Intergovernmental Panel on Climate Change’s (IPCC) Climate Change 2023: Synthesis Report provides the main scientific input to COP28 and the Global Stocktake at the end of this year, when countries will review progress towards the Paris Agreement goals. The report details the disastrous consequences of increasing greenhouse gas (GHG) emissions across the world, as well as the increasingly dangerous and irreversible risks arising if we fail to change course, while at the same time also offering hope. It identifies readily available, and in some cases, highly cost-effective actions, emphasising that the window to address the climate crisis is rapidly closing.
- Human-induced global warming of 1.1 degrees C has spurred changes to the Earth’s climate that are unprecedented in recent human history. Changes to the climate system are now happening in every corner of the world and any additional increase in terms of warming will increase the magnitude of these changes.
- Climate impacts on people and ecosystems are more widespread and severe than expected, and future risks will escalate rapidly with every fraction of a degree of warming. Adverse climate impacts are already more far-reaching and extreme than anticipated. In some parts, people are facing severe water scarcity greater susceptibility to the spread of vector-borne diseases and slowing improvements in agricultural productivity.

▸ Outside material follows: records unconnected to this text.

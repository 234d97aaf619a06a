//! Core domain concepts shared across all subdomains.
//!
//! - [`model::Model`]: available Gemini models on the agent runtime
//! - [`error::DomainError`]: domain-level errors

pub mod error;
pub mod model;
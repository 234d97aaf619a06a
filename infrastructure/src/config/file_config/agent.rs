//! Agent configuration from TOML (`[agent]` section)

use deepdesk_domain::{AgentProfile, Model};
use serde::{Deserialize, Serialize};

/// Raw agent configuration from TOML
///
/// # Example
///
/// ```toml
/// [agent]
/// model = "gemini-2.0-flash-exp"
/// # name = "research_assistant"
/// # instruction = "You are a terse research assistant."
/// ```
///
/// Name, description, and instruction override the corresponding fields
/// of the default research assistant profile when set.
#[derive(Debug, Clone, Default, Serialize, Deserialize)]
#[serde(default)]
pub struct FileAgentConfig {
    /// Model backing the research agents
    pub model: Option<String>,
    /// Agent name override
    pub name: Option<String>,
    /// Agent description override
    pub description: Option<String>,
    /// Standing instruction override
    pub instruction: Option<String>,
}

impl FileAgentConfig {
    /// Parse the model string into a Model enum.
    ///
    /// Unknown names become `Model::Custom`; an empty or whitespace-only
    /// name is treated as unset.
    pub fn parse_model(&self) -> Option<Model> {
        match self.model.as_deref() {
            None => None,
            Some(s) if s.trim().is_empty() => None,
            Some(s) => Some(Model::from(s)),
        }
    }

    /// Build the research assistant profile for `model`, applying any
    /// configured overrides.
    pub fn research_profile(&self, model: Model) -> AgentProfile {
        let mut profile = AgentProfile::research_assistant(model);
        if let Some(name) = &self.name {
            profile.name = name.clone();
        }
        if let Some(description) = &self.description {
            profile.description = description.clone();
        }
        if let Some(instruction) = &self.instruction {
            profile.instruction = instruction.clone();
        }
        profile
    }
}
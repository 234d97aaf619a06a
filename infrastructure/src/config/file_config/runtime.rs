//! Agent runtime configuration from TOML (`[runtime]` section)

use serde::{Deserialize, Serialize};

/// Raw runtime connection configuration from TOML
///
/// # Example
///
/// ```toml
/// [runtime]
/// project = "my-gcp-project"     # GOOGLE_CLOUD_PROJECT overrides this
/// location = "us-central1"       # GOOGLE_CLOUD_LOCATION overrides this
/// ```
///
/// Project and location stay optional: an unset value is passed through
/// to the runtime, where the request fails and is reported in-band like
/// any other dispatch failure.
#[derive(Debug, Clone, Default, Serialize, Deserialize)]
#[serde(default)]
pub struct FileRuntimeConfig {
    /// Cloud project that hosts the agent runtime
    pub project: Option<String>,
    /// Runtime region (e.g. "us-central1")
    pub location: Option<String>,
    /// Full base URL override for the runtime endpoint. When unset the
    /// endpoint is derived from `location`.
    pub api_endpoint: Option<String>,
    /// Static bearer token. When unset the gateway asks `gcloud` for one.
    pub access_token: Option<String>,
}
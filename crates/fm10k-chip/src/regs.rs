//! Register map for the FM10000 switch.
//!
//! All addresses are **32-bit word addresses** as seen on the management
//! bus. Multi-word registers occupy consecutive word addresses, least
//! significant word first. Table geometry is given as entry counts and
//! per-entry strides in words.
//!
//! ```text
//! 0x0E0000  EPL_LANE_CFG       9 EPLs × 4 lanes, 1 word
//! 0x0F0000  CRM block          monitor table, control, interrupts
//! 0xC00000  FFU_SLICE_TCAM     32 slices × 1024 entries, 4 words
//! 0xC02000  FFU_SLICE_SRAM     32 slices × 1024 entries, 2 words
//! 0xC80000  FFU_MASTER_VALID   scalar, 2 words
//! 0xCE0000  GLORT_CAM          256 entries, 1 word
//! 0xCE0200  GLORT_RAM          256 entries, 2 words
//! 0xCF0000  PARSER_PORT_CFG_1  48 ports, 2 words
//! 0xD40000  INGRESS_VID_TABLE  4096 entries, 3 words padded to 4
//! 0xD50000  EGRESS_VID_TABLE   4096 entries, 2 words
//! ```

// ── Ports and lanes ──────────────────────────────────────────────────────────

/// EPL (Ethernet port logic) block count.
pub const EPL_COUNT: u32 = 9;
/// Lanes per EPL.
pub const LANES_PER_EPL: u32 = 4;
/// Logical ports configured through the parser.
pub const PORT_COUNT: u32 = 48;

/// Per-lane configuration, `EPL_LANE_CFG(epl, lane)`.
pub const EPL_LANE_CFG_BASE: u32 = 0x0E_0000;
/// Word stride between lanes.
pub const EPL_LANE_CFG_LANE_STRIDE: u32 = 0x80;
/// Word stride between EPLs.
pub const EPL_LANE_CFG_EPL_STRIDE: u32 = 0x400;

/// Per-port parser configuration, `PARSER_PORT_CFG_1(port)`.
pub const PARSER_PORT_CFG_1_BASE: u32 = 0xCF_0000;
/// Words per entry.
pub const PARSER_PORT_CFG_1_WIDTH: u32 = 2;

// ── FFU (ACL) tables ─────────────────────────────────────────────────────────

/// Number of FFU slices. Each slice has its own TCAM and action SRAM.
pub const FFU_SLICE_COUNT: u32 = 32;
/// Entries per slice TCAM/SRAM.
pub const FFU_SLICE_ENTRIES: u32 = 1024;
/// Word stride between consecutive slices.
pub const FFU_SLICE_STRIDE: u32 = 0x4000;

/// `FFU_SLICE_TCAM(slice, entry)` base.
pub const FFU_SLICE_TCAM_BASE: u32 = 0xC0_0000;
/// Words per TCAM entry (key, key-invert, key-top pair).
pub const FFU_SLICE_TCAM_WIDTH: u32 = 4;

/// `FFU_SLICE_SRAM(slice, entry)` base.
pub const FFU_SLICE_SRAM_BASE: u32 = 0xC0_2000;
/// Words per action SRAM entry.
pub const FFU_SLICE_SRAM_WIDTH: u32 = 2;

/// Global slice-valid bitmap (two words).
pub const FFU_MASTER_VALID: u32 = 0xC8_0000;

/// Address of `FFU_SLICE_TCAM(slice, entry)` word 0.
#[must_use]
pub const fn ffu_slice_tcam(slice: u32, entry: u32) -> u32 {
    FFU_SLICE_TCAM_BASE + slice * FFU_SLICE_STRIDE + entry * FFU_SLICE_TCAM_WIDTH
}

// ── GLORT tables ─────────────────────────────────────────────────────────────

/// Global resource tag CAM entries.
pub const GLORT_CAM_ENTRIES: u32 = 256;
/// `GLORT_CAM(entry)` base. One word: Key[15:0], KeyInvert[31:16].
pub const GLORT_CAM_BASE: u32 = 0xCE_0000;
/// `GLORT_RAM(entry)` base.
pub const GLORT_RAM_BASE: u32 = 0xCE_0200;
/// Words per GLORT RAM entry.
pub const GLORT_RAM_WIDTH: u32 = 2;

// ── VLAN tables ──────────────────────────────────────────────────────────────

/// VLAN IDs.
pub const VLAN_COUNT: u32 = 4096;
/// `INGRESS_VID_TABLE(vid)` base. Three words, padded to a four-word stride.
pub const INGRESS_VID_TABLE_BASE: u32 = 0xD4_0000;
/// Logical words per ingress VID entry.
pub const INGRESS_VID_TABLE_WIDTH: u32 = 3;
/// Physical stride of ingress VID entries.
pub const INGRESS_VID_TABLE_STRIDE: u32 = 4;
/// `EGRESS_VID_TABLE(vid)` base.
pub const EGRESS_VID_TABLE_BASE: u32 = 0xD5_0000;
/// Words per egress VID entry.
pub const EGRESS_VID_TABLE_WIDTH: u32 = 2;

// ── CRM block ────────────────────────────────────────────────────────────────

/// CRM register block base.
pub const CRM_BASE: u32 = 0x0F_0000;

/// Hardware monitor slots (`CRM_COMMAND` entries).
pub const CRM_SLOT_COUNT: u32 = 64;

/// Slot holding the GLORT CAM checksum rule; slots below it hold one
/// per-slice FFU TCAM checksum each.
pub const CRM_GLORT_CAM_SLOT: u32 = FFU_SLICE_COUNT;

/// `CRM_DATA(index)` scratch table base (two words per entry).
pub const CRM_DATA_BASE: u32 = CRM_BASE;
/// `CRM_DATA` entries.
pub const CRM_DATA_ENTRIES: u32 = 1024;

/// Engine control register.
pub const CRM_CTRL: u32 = CRM_BASE + 0x0800;
/// Engine status register.
pub const CRM_STATUS: u32 = CRM_BASE + 0x0801;
/// Free-running scan timer (two words).
pub const CRM_TIME: u32 = CRM_BASE + 0x0802;
/// Interrupt pending, one bit per slot (two words, write 1 to clear).
pub const CRM_IP: u32 = CRM_BASE + 0x0804;
/// Interrupt mask, one bit per slot (two words, 1 = masked).
pub const CRM_IM: u32 = CRM_BASE + 0x0806;

/// `CRM_COMMAND(slot)` base (two words per slot).
pub const CRM_COMMAND_BASE: u32 = CRM_BASE + 0x1000;
/// `CRM_REGISTER(slot)` base (two words per slot).
pub const CRM_REGISTER_BASE: u32 = CRM_BASE + 0x1080;
/// `CRM_PERIOD(slot)` base (two words per slot).
pub const CRM_PERIOD_BASE: u32 = CRM_BASE + 0x1100;
/// `CRM_PARAM(slot)` base (one word per slot).
pub const CRM_PARAM_BASE: u32 = CRM_BASE + 0x1180;

/// Address of `CRM_COMMAND(slot)` word 0.
#[must_use]
pub const fn crm_command(slot: u32) -> u32 {
    CRM_COMMAND_BASE + 2 * slot
}

/// Address of `CRM_REGISTER(slot)` word 0.
#[must_use]
pub const fn crm_register(slot: u32) -> u32 {
    CRM_REGISTER_BASE + 2 * slot
}

/// Address of `CRM_PERIOD(slot)` word 0.
#[must_use]
pub const fn crm_period(slot: u32) -> u32 {
    CRM_PERIOD_BASE + 2 * slot
}

/// Address of `CRM_PARAM(slot)`.
#[must_use]
pub const fn crm_param(slot: u32) -> u32 {
    CRM_PARAM_BASE + slot
}

/// `CRM_CTRL` field definitions.
pub mod crm_ctrl {
    use crate::bits::Field;

    /// Start the engine.
    pub const RUN: Field = Field::new(0, 1);
    /// Restart from `FIRST_COMMAND_INDEX` after the last slot (continuous run).
    pub const REPEAT: Field = Field::new(1, 1);
    /// First slot executed in a pass.
    pub const FIRST_COMMAND_INDEX: Field = Field::new(2, 6);
    /// Last slot executed in a pass.
    pub const LAST_COMMAND_INDEX: Field = Field::new(8, 6);
}

/// `CRM_STATUS` field definitions.
pub mod crm_status {
    use crate::bits::Field;

    /// Engine is scanning.
    pub const RUNNING: Field = Field::new(0, 1);
    /// Slot currently executing; software seeds it before a run.
    pub const COMMAND_INDEX: Field = Field::new(1, 6);
}
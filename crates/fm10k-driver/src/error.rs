//! Error types for switch register and CRM operations

use thiserror::Error;

/// Result type alias for switch operations
pub type Result<T> = std::result::Result<T, SwitchError>;

/// Errors that can occur during register cache and CRM operations
#[derive(Debug, Error)]
pub enum SwitchError {
    /// Malformed geometry, wrong index count or mismatched buffer length
    #[error("Invalid argument: {reason}")]
    InvalidArgument {
        /// What was wrong
        reason: String,
    },

    /// Geometry the CRM hardware encoding cannot represent
    #[error("Unsupported: {reason}")]
    Unsupported {
        /// What cannot be encoded
        reason: String,
    },

    /// CRM slot index outside the valid range
    #[error("Invalid CRM slot {slot} (valid range 0..={max})")]
    InvalidCrm {
        /// Requested slot
        slot: u32,
        /// Largest valid slot
        max: u32,
    },

    /// Register set unknown to the cache, or entry index out of range
    #[error("Invalid register set {name}: {reason}")]
    InvalidRegisterSet {
        /// Register set name
        name: &'static str,
        /// What was wrong
        reason: String,
    },

    /// Bounded polling exhausted without the expected state change
    #[error("Operation timed out: {operation} after {attempts} polls")]
    OperationTimedOut {
        /// Operation that was waiting
        operation: &'static str,
        /// Polls performed
        attempts: u32,
    },

    /// Management bus transaction failed
    #[error("Bus error at {addr:#08x}: {reason}")]
    Bus {
        /// Word address of the failing access
        addr: u32,
        /// Reason for failure
        reason: String,
    },

    /// I/O error while opening or mapping a device
    #[error("I/O error: {source}")]
    Io {
        /// Underlying I/O error
        #[from]
        source: std::io::Error,
    },
}

impl SwitchError {
    /// Create an invalid argument error
    pub fn invalid_argument(reason: impl Into<String>) -> Self {
        Self::InvalidArgument {
            reason: reason.into(),
        }
    }

    /// Create an unsupported geometry error
    pub fn unsupported(reason: impl Into<String>) -> Self {
        Self::Unsupported {
            reason: reason.into(),
        }
    }

    /// Create an invalid register set error
    pub fn invalid_register_set(name: &'static str, reason: impl Into<String>) -> Self {
        Self::InvalidRegisterSet {
            name,
            reason: reason.into(),
        }
    }

    /// Create a bus error
    pub fn bus(addr: u32, reason: impl Into<String>) -> Self {
        Self::Bus {
            addr,
            reason: reason.into(),
        }
    }

    /// Whether this is a polling timeout (fatal to the call, not to the device)
    #[must_use]
    pub const fn is_timeout(&self) -> bool {
        matches!(self, Self::OperationTimedOut { .. })
    }
}
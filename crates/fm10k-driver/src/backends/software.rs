// SPDX-License-Identifier: AGPL-3.0-only

//! Software register model
//!
//! Implements [`RegisterBus`] over a sparse in-memory register space. Unwritten
//! registers read as zero unless the model was powered on from a descriptor
//! table, in which case every register with a default-value generator holds
//! its reset value.
//!
//! Besides plain storage the model reproduces the parts of the CRM block the
//! driver depends on:
//!
//! - `CRM_IP` is write-1-to-clear.
//! - `CRM_STATUS.Running` is read-only and follows `CRM_CTRL.Run` after a
//!   configurable number of status reads, or never when the engine is stuck.
//! - [`SoftwareBus::scan_crm`] executes one pass over the configured slots
//!   using the walk model from `fm10k_chip::crm` and raises interrupt-pending
//!   bits for checksum mismatches.
//!
//! The model is a cloneable handle: tests keep a clone to inspect or corrupt
//! register state after handing the bus to a switch.

use crate::bus::{BusType, RegisterBus};
use crate::cache::RegisterSet;
use crate::error::{Result, SwitchError};
use fm10k_chip::bits::{join_words, split_words};
use fm10k_chip::crm::{CrmCommand, CrmMonitorConfig};
use fm10k_chip::regs::{self, crm_ctrl, crm_status};
use std::collections::{BTreeMap, BTreeSet};
use std::sync::{Arc, Mutex, MutexGuard, PoisonError};
use tracing::debug;

/// Access counters
#[derive(Debug, Clone, Copy, Default, PartialEq, Eq)]
pub struct BusStats {
    /// Word reads through the bus interface
    pub reads: u64,
    /// Word writes through the bus interface
    pub writes: u64,
}

#[derive(Debug, Default)]
struct Model {
    mem: BTreeMap<u32, u32>,
    faults: BTreeSet<u32>,
    /// Status reads before `Running` follows `Run`; `None` = never.
    crm_latency: Option<u32>,
    /// Target running state and status reads left before it applies.
    transition: Option<(bool, u32)>,
    stats: BusStats,
}

impl Model {
    fn load(&self, addr: u32) -> u32 {
        self.mem.get(&addr).copied().unwrap_or(0)
    }

    fn store(&mut self, addr: u32, value: u32) {
        if value == 0 {
            self.mem.remove(&addr);
        } else {
            self.mem.insert(addr, value);
        }
    }

    fn check_fault(&self, addr: u32, op: &str) -> Result<()> {
        if self.faults.contains(&addr) {
            return Err(SwitchError::bus(addr, format!("{op} timed out on management bus")));
        }
        Ok(())
    }

    fn running(&self) -> bool {
        crm_status::RUNNING.get(u64::from(self.load(regs::CRM_STATUS))) != 0
    }

    fn set_running(&mut self, running: bool) {
        let status = u64::from(self.load(regs::CRM_STATUS));
        #[allow(clippy::cast_possible_truncation)]
        let status = crm_status::RUNNING.set(status, u64::from(running)) as u32;
        self.store(regs::CRM_STATUS, status);
    }

    fn write_ctrl(&mut self, value: u32) {
        self.store(regs::CRM_CTRL, value);
        let run = crm_ctrl::RUN.get(u64::from(value)) != 0;
        if run == self.running() {
            self.transition = None;
            return;
        }
        self.transition = match self.crm_latency {
            Some(0) => {
                self.set_running(run);
                None
            }
            Some(n) => Some((run, n)),
            None => None,
        };
    }

    fn read_status(&mut self) -> u32 {
        if let Some((target, left)) = self.transition {
            if left <= 1 {
                self.set_running(target);
                self.transition = None;
            } else {
                self.transition = Some((target, left - 1));
            }
        }
        self.load(regs::CRM_STATUS)
    }

    fn is_ip(addr: u32) -> bool {
        addr == regs::CRM_IP || addr == regs::CRM_IP + 1
    }
}

/// Software register model
#[derive(Debug, Clone)]
pub struct SoftwareBus {
    model: Arc<Mutex<Model>>,
}

impl Default for SoftwareBus {
    fn default() -> Self {
        Self::new()
    }
}

impl SoftwareBus {
    /// Create an empty register space with an immediately responsive CRM
    pub fn new() -> Self {
        let model = Model {
            crm_latency: Some(0),
            ..Model::default()
        };
        Self {
            model: Arc::new(Mutex::new(model)),
        }
    }

    /// Load reset values for every register set that has a default-value generator
    pub fn power_on(&self, sets: &[&RegisterSet]) {
        let mut m = self.lock();
        for set in sets {
            let Some(default) = set.default_value else {
                continue;
            };
            for addr in set.word_addresses() {
                m.store(addr, default(addr));
            }
        }
        debug!("SoftwareBus: powered on {} register sets", sets.len());
    }

    /// `CRM_STATUS.Running` follows `CRM_CTRL.Run` after `reads` status reads
    pub fn set_crm_latency(&self, reads: u32) {
        self.lock().crm_latency = Some(reads);
    }

    /// The CRM never acknowledges run/stop requests
    pub fn set_crm_stuck(&self) {
        let mut m = self.lock();
        m.crm_latency = None;
        m.transition = None;
    }

    /// Make every access to `addr` fail with a bus error
    pub fn inject_fault(&self, addr: u32) {
        self.lock().faults.insert(addr);
    }

    /// Remove all injected faults
    pub fn clear_faults(&self) {
        self.lock().faults.clear();
    }

    /// Read a register without side effects or counting
    pub fn peek(&self, addr: u32) -> u32 {
        self.lock().load(addr)
    }

    /// Write a register behind the driver's back (models hardware-side corruption)
    pub fn poke(&self, addr: u32, value: u32) {
        self.lock().store(addr, value);
    }

    /// Access counters since creation or the last [`reset_stats`](Self::reset_stats)
    pub fn stats(&self) -> BusStats {
        self.lock().stats
    }

    /// Zero the access counters
    pub fn reset_stats(&self) {
        self.lock().stats = BusStats::default();
    }

    /// Whether the simulated CRM reports `Running`
    pub fn crm_running(&self) -> bool {
        self.lock().running()
    }

    /// Execute one CRM pass over the slots selected by `CRM_CTRL`
    ///
    /// Only checksum slots are evaluated. Returns the slots whose pending
    /// bit was raised by this pass. Does nothing while the engine is stopped.
    pub fn scan_crm(&self) -> u64 {
        let mut m = self.lock();
        if !m.running() {
            return 0;
        }
        let ctrl = u64::from(m.load(regs::CRM_CTRL));
        #[allow(clippy::cast_possible_truncation)]
        let first = crm_ctrl::FIRST_COMMAND_INDEX.get(ctrl) as u32;
        #[allow(clippy::cast_possible_truncation)]
        let last = crm_ctrl::LAST_COMMAND_INDEX.get(ctrl) as u32;

        let mut raised = 0u64;
        for slot in first..=last {
            let cfg = read_slot(&m, slot);
            if cfg.command != CrmCommand::Checksum || cfg.scan_count() == 0 {
                continue;
            }
            let words = cfg.words_per_register();
            let sum = cfg
                .scan_addresses()
                .flat_map(|a| a..a + words)
                .fold(0u32, |acc, a| acc ^ m.load(a));
            if sum != cfg.param {
                debug!(
                    "SoftwareBus: CRM slot {slot} checksum {sum:#010x} != param {:#010x}",
                    cfg.param
                );
                raised |= 1 << slot;
            }
        }

        if raised != 0 {
            let [lo, hi] = split_words(raised);
            let ip_lo = m.load(regs::CRM_IP) | lo;
            let ip_hi = m.load(regs::CRM_IP + 1) | hi;
            m.store(regs::CRM_IP, ip_lo);
            m.store(regs::CRM_IP + 1, ip_hi);
        }
        raised
    }

    /// Pending interrupt vector as the hardware holds it
    pub fn pending(&self) -> u64 {
        let m = self.lock();
        join_words(m.load(regs::CRM_IP), m.load(regs::CRM_IP + 1))
    }

    fn lock(&self) -> MutexGuard<'_, Model> {
        self.model.lock().unwrap_or_else(PoisonError::into_inner)
    }
}

fn read_slot(m: &Model, slot: u32) -> CrmMonitorConfig {
    let cmd = regs::crm_command(slot);
    let reg = regs::crm_register(slot);
    CrmMonitorConfig::from_words(
        [m.load(cmd), m.load(cmd + 1)],
        [m.load(reg), m.load(reg + 1)],
        m.load(regs::crm_param(slot)),
    )
}

impl RegisterBus for SoftwareBus {
    fn read32(&mut self, addr: u32) -> Result<u32> {
        let mut m = self.lock();
        m.check_fault(addr, "read")?;
        m.stats.reads += 1;
        if addr == regs::CRM_STATUS {
            return Ok(m.read_status());
        }
        Ok(m.load(addr))
    }

    fn write32(&mut self, addr: u32, value: u32) -> Result<()> {
        let mut m = self.lock();
        m.check_fault(addr, "write")?;
        m.stats.writes += 1;
        match addr {
            regs::CRM_CTRL => m.write_ctrl(value),
            regs::CRM_STATUS => {
                // Running is owned by the engine
                let running = u64::from(m.running());
                #[allow(clippy::cast_possible_truncation)]
                let value = crm_status::RUNNING.set(u64::from(value), running) as u32;
                m.store(addr, value);
            }
            a if Model::is_ip(a) => {
                let left = m.load(a) & !value;
                m.store(a, left);
            }
            _ => m.store(addr, value),
        }
        Ok(())
    }

    fn bus_type(&self) -> BusType {
        BusType::Software
    }
}

#[cfg(test)]
mod tests {
    use super::*;

    #[test]
    fn unwritten_registers_read_zero() {
        let mut bus = SoftwareBus::new();
        assert_eq!(bus.read32(0x1234).unwrap(), 0);
        bus.write32(0x1234, 7).unwrap();
        assert_eq!(bus.read32(0x1234).unwrap(), 7);
        assert_eq!(bus.stats(), BusStats { reads: 2, writes: 1 });
    }

    #[test]
    fn pending_bits_are_write_one_to_clear() {
        let mut bus = SoftwareBus::new();
        bus.poke(regs::CRM_IP, 0b1011);
        bus.write32(regs::CRM_IP, 0b0010).unwrap();
        assert_eq!(bus.peek(regs::CRM_IP), 0b1001);
    }

    #[test]
    fn running_follows_run_after_latency() {
        let mut bus = SoftwareBus::new();
        bus.set_crm_latency(3);
        bus.write32(regs::CRM_CTRL, 1).unwrap();
        assert_eq!(bus.read32(regs::CRM_STATUS).unwrap() & 1, 0);
        assert_eq!(bus.read32(regs::CRM_STATUS).unwrap() & 1, 0);
        assert_eq!(bus.read32(regs::CRM_STATUS).unwrap() & 1, 1);
    }

    #[test]
    fn stuck_engine_never_runs() {
        let mut bus = SoftwareBus::new();
        bus.set_crm_stuck();
        bus.write32(regs::CRM_CTRL, 1).unwrap();
        for _ in 0..10 {
            assert_eq!(bus.read32(regs::CRM_STATUS).unwrap() & 1, 0);
        }
    }

    #[test]
    fn running_bit_is_read_only() {
        let mut bus = SoftwareBus::new();
        bus.write32(regs::CRM_STATUS, 1).unwrap();
        assert!(!bus.crm_running());
    }

    #[test]
    fn injected_fault_fails_access() {
        let mut bus = SoftwareBus::new();
        bus.inject_fault(0x40);
        assert!(matches!(bus.read32(0x40), Err(SwitchError::Bus { addr: 0x40, .. })));
        assert!(bus.write32(0x40, 1).is_err());
        bus.clear_faults();
        assert!(bus.write32(0x40, 1).is_ok());
    }

    #[test]
    fn scan_flags_checksum_mismatch() {
        let mut bus = SoftwareBus::new();
        let cfg = CrmMonitorConfig {
            command: CrmCommand::Checksum,
            reg_count: 1,
            entry_count: 2,
            base_address: 0x100,
            size1_shift: fm10k_chip::crm::SHIFT_UNUSED,
            stride1_shift: fm10k_chip::crm::SHIFT_UNUSED,
            size2_shift: fm10k_chip::crm::SHIFT_UNUSED,
            stride2_shift: fm10k_chip::crm::SHIFT_UNUSED,
            param: 0x0F,
            ..CrmMonitorConfig::CLEARED
        };
        bus.write_mult(regs::crm_command(3), &cfg.command_words()).unwrap();
        bus.write_mult(regs::crm_register(3), &cfg.register_words()).unwrap();
        bus.write32(regs::crm_param(3), cfg.param).unwrap();
        bus.poke(0x100, 0x0A);
        bus.poke(0x101, 0x05);

        // Stopped: no scan
        assert_eq!(bus.scan_crm(), 0);

        let ctrl = crm_ctrl::RUN.set(0, 1);
        let ctrl = crm_ctrl::FIRST_COMMAND_INDEX.set(ctrl, 0);
        let ctrl = crm_ctrl::LAST_COMMAND_INDEX.set(ctrl, 3);
        bus.write32(regs::CRM_CTRL, u32::try_from(ctrl).unwrap()).unwrap();
        assert_eq!(bus.scan_crm(), 0);

        bus.poke(0x101, 0x04);
        assert_eq!(bus.scan_crm(), 1 << 3);
        assert_eq!(bus.pending(), 1 << 3);
    }
}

- Adaptation measures can effectively build resilience, but more finance is needed to scale solutions. With sufficient support, proven and readily available adaptation solutions can build resilience to climate risks and, in many cases, simultaneously deliver broader sustainable development benefits.
- Some climate impacts are already so severe they cannot be adapted to, leading to losses and damages. Highly vulnerable people and ecosystems are already struggling to adapt to climate change impacts. For some, effective adaptation measures do exist, but implementation is constrained, while some already face or are fast approaching “hard” limits to adaptation which means no existing adaptation strategies can fully avoid losses and damages.
- Global GHG emissions peak before 2025 in 1.5 degrees C-aligned pathways. There is a more than 50% chance that the world may hit its temperature threshold much sooner than anticipated.
- The world must rapidly shift away from burning fossil fuels — the number one cause of the climate crisis. A mix of strategies can help avoid locking in carbon dioxide emissions and avoid surpassing the limit.
- We also need urgent, systemwide transformations to secure a net-zero, climate-resilient future. Deep emission cuts are necessary across all of society and industries to combat the climate crisis. Policy measures that make these changes less disruptive can help accelerate needed transitions.
- Carbon removal is now essential to limit global temperature rise to 1.5 degrees C. Carbon removal encompasses both natural solutions, such as sequestering and storing carbon in trees and soil, as well as more nascent technologies that pull carbon dioxide directly from the air.
- Climate finance for both mitigation and adaptation must increase dramatically this decade. Public and private finance flows for fossil fuels today far surpass those directed toward climate mitigation and adaptation. Even though there have been some improvements in this area, much more is still required to achieve global climate change goals.
- Climate change — as well as our collective efforts to adapt to and mitigate it — will exacerbate inequity should we fail to ensure a just transition. The effects of climate change already hit poorer, historically marginalised communities the hardest. With regards to this, the IPCC identifies a range of measures that can support a just transition and help ensure that no one is left behind as the world moves toward a net-zero-emissions, climate-resilient future.
The report reiterates that humans are responsible for all global heating over the past 200 years leading to a current temperature rise of 1.1°C above pre-industrial levels, which has led to more frequent and hazardous weather events that have caused increasing destruction to people and the planet. The report reminds us that every increment of warming will come with more extreme weather events.